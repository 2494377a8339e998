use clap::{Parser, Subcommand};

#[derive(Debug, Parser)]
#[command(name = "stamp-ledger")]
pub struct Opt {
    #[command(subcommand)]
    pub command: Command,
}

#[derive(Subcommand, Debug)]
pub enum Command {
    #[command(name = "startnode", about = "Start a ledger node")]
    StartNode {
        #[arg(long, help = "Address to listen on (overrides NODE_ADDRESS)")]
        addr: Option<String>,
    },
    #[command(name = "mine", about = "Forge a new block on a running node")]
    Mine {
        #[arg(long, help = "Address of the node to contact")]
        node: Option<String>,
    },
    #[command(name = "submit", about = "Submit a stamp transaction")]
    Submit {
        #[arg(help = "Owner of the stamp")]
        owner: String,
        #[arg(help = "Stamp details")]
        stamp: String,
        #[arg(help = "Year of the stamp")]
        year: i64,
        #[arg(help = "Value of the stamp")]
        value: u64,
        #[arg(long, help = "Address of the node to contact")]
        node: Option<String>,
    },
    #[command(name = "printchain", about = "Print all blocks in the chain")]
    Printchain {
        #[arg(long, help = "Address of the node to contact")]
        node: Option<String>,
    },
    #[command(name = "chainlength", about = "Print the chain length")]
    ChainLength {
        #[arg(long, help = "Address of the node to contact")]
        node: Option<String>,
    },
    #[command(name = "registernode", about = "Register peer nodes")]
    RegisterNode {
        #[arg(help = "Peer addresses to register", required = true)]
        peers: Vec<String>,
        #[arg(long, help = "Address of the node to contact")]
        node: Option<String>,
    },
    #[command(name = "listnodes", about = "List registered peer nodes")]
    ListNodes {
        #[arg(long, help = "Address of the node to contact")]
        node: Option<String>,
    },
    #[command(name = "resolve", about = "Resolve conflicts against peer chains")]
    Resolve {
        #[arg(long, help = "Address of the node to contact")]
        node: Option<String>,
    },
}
|---|
[ABOUT THIS EXERCISE]: Copy out every line from the data above in which the word "derive" occurs.

[YOUR SOLUTION]:
#[derive(Debug, Parser)]
#[derive(Subcommand, Debug)]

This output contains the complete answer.